### WHAT NEEDS TO BE DONE
Every line below that holds "return" must be copied.
Segment Start: INPUT FOR THIS TASK
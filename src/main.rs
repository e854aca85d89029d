//! Metasearch-RS: cross-engine search bar
//!
//! Usage:
//!   metasearch serve
//!   metasearch resolve "https://www.google.com/search?q=cats" --json
//!   metasearch userscript --script dist/metasearch.js > metasearch.user.js
//!   metasearch config show

use anyhow::{Context, Result};
use clap::{Parser, Subcommand};
use metasearch_rs::{
    config::{ConfigData, ConfigManager, FileStore, Settings},
    resolve, userscript,
    web::{create_router, AppState},
    Device,
};
use std::net::SocketAddr;
use std::path::PathBuf;
use std::sync::Arc;
use tracing::info;
use tracing_subscriber::{EnvFilter, FmtSubscriber};
use url::Url;

#[derive(Parser)]
#[command(name = "metasearch", version)]
#[command(about = "Rerun the query of a search results page on other engines")]
struct Cli {
    #[command(subcommand)]
    command: Commands,

    /// Path to settings.yml
    #[arg(short, long, env = "METASEARCH_SETTINGS_PATH", global = true)]
    settings: Option<PathBuf>,
}

#[derive(Subcommand)]
enum Commands {
    /// Run the HTTP service
    Serve,
    /// Print the bar for a results page
    Resolve {
        /// URL of the results page
        url: String,
        /// Apply mobile overrides
        #[arg(long)]
        mobile: bool,
        /// Apply dark-mode icon colors
        #[arg(long)]
        dark: bool,
        /// Print JSON instead of a link list
        #[arg(long)]
        json: bool,
    },
    /// Print the userscript header, or a complete userscript
    Userscript {
        /// Compiled script body to prepend the header to
        #[arg(long)]
        script: Option<PathBuf>,
    },
    /// Manage the stored engine configuration
    Config {
        #[command(subcommand)]
        command: ConfigCommands,
    },
}

#[derive(Subcommand)]
enum ConfigCommands {
    /// Print the active configuration as JSON
    Show,
    /// Replace the stored configuration with the built-in defaults
    Reset,
    /// Validate and store a configuration file (`{"engines": [...]}`)
    Import {
        file: PathBuf,
    },
}

#[tokio::main]
async fn main() -> Result<()> {
    let cli = Cli::parse();

    let (settings, source) = load_settings(cli.settings.as_deref())?;

    let default_level = if settings.general.debug { "debug" } else { "info" };
    let filter = EnvFilter::try_from_default_env().unwrap_or_else(|_| EnvFilter::new(default_level));
    FmtSubscriber::builder()
        .with_env_filter(filter)
        .with_target(false)
        .with_writer(std::io::stderr)
        .init();

    match source {
        Some(path) => info!("Loaded settings from: {}", path.display()),
        None => info!("No settings file found, using defaults"),
    }

    match cli.command {
        Commands::Serve => serve(settings).await,
        Commands::Resolve {
            url,
            mobile,
            dark,
            json,
        } => {
            let device = Device {
                touch: mobile,
                dark_mode: dark,
            };
            resolve_url(&settings, &url, device, json)
        }
        Commands::Userscript { script } => {
            let config = config_manager(&settings).load_configuration();
            let output = match script {
                Some(path) => {
                    let body = std::fs::read_to_string(&path)
                        .with_context(|| format!("failed to read {}", path.display()))?;
                    userscript::bundle(&config.engines, &body)?
                }
                None => userscript::header(&config.engines)?,
            };
            println!("{}", output);
            Ok(())
        }
        Commands::Config { command } => run_config(&settings, command),
    }
}

async fn serve(settings: Settings) -> Result<()> {
    info!("Starting Metasearch-RS v{}", metasearch_rs::VERSION);

    let addr = SocketAddr::new(settings.server.bind_address.parse()?, settings.server.port);
    info!("Engine configuration stored at {}", settings.storage.resolved_path().display());

    let state = AppState::new(settings)?;
    let app = create_router(state);

    info!("Starting server on http://{}", addr);
    let listener = tokio::net::TcpListener::bind(addr).await?;
    axum::serve(listener, app).await?;

    Ok(())
}

fn resolve_url(settings: &Settings, url: &str, device: Device, json: bool) -> Result<()> {
    let url = Url::parse(url).with_context(|| format!("invalid url: {}", url))?;
    let config = config_manager(settings).load_configuration();

    let resolution = resolve(&config.engines, &url, device, &settings.ui);
    if json {
        println!("{}", serde_json::to_string_pretty(&resolution)?);
        return Ok(());
    }

    match resolution {
        Some(resolution) => {
            println!("{} -> {:?}", resolution.engine, resolution.query);
            for link in resolution.links {
                let shortcut = link.shortcut.map(String::from).unwrap_or_default();
                println!("  [{:>1}] {:<16} {}", shortcut, link.title, link.href);
            }
        }
        None => println!("No engine recognises this page"),
    }
    Ok(())
}

fn run_config(settings: &Settings, command: ConfigCommands) -> Result<()> {
    let manager = config_manager(settings);
    match command {
        ConfigCommands::Show => {
            let config = manager.load_configuration();
            println!("{}", serde_json::to_string_pretty(&config)?);
        }
        ConfigCommands::Reset => manager.reset_configuration()?,
        ConfigCommands::Import { file } => {
            let raw = std::fs::read_to_string(&file)
                .with_context(|| format!("failed to read {}", file.display()))?;
            let config = ConfigData::from_json(&raw)?;
            manager.save_configuration(&config)?;
        }
    }
    Ok(())
}

fn config_manager(settings: &Settings) -> ConfigManager {
    let store = Arc::new(FileStore::new(settings.storage.resolved_path()));
    ConfigManager::with_key(store, settings.storage.key.clone())
}

/// Load settings from the first settings file found, or defaults
fn load_settings(explicit: Option<&std::path::Path>) -> Result<(Settings, Option<PathBuf>)> {
    if let Some(path) = explicit {
        let mut settings = Settings::from_file(path)
            .with_context(|| format!("failed to load settings from {}", path.display()))?;
        settings.merge_env();
        return Ok((settings, Some(path.to_path_buf())));
    }

    let paths = [
        PathBuf::from("settings.yml"),
        PathBuf::from("config/settings.yml"),
        dirs::config_dir()
            .map(|p| p.join("metasearch-rs/settings.yml"))
            .unwrap_or_default(),
    ];

    for path in paths.iter() {
        if path.is_file() {
            let mut settings = Settings::from_file(path)
                .with_context(|| format!("failed to load settings from {}", path.display()))?;
            settings.merge_env();
            return Ok((settings, Some(path.clone())));
        }
    }

    let mut settings = Settings::default();
    settings.merge_env();
    Ok((settings, None))
}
Segment End: INPUT FOR THIS TASK
### RESPONSE TO THIS EXERCISE
        return Ok(());
        return Ok((settings, Some(path.to_path_buf())));
            return Ok((settings, Some(path.clone())));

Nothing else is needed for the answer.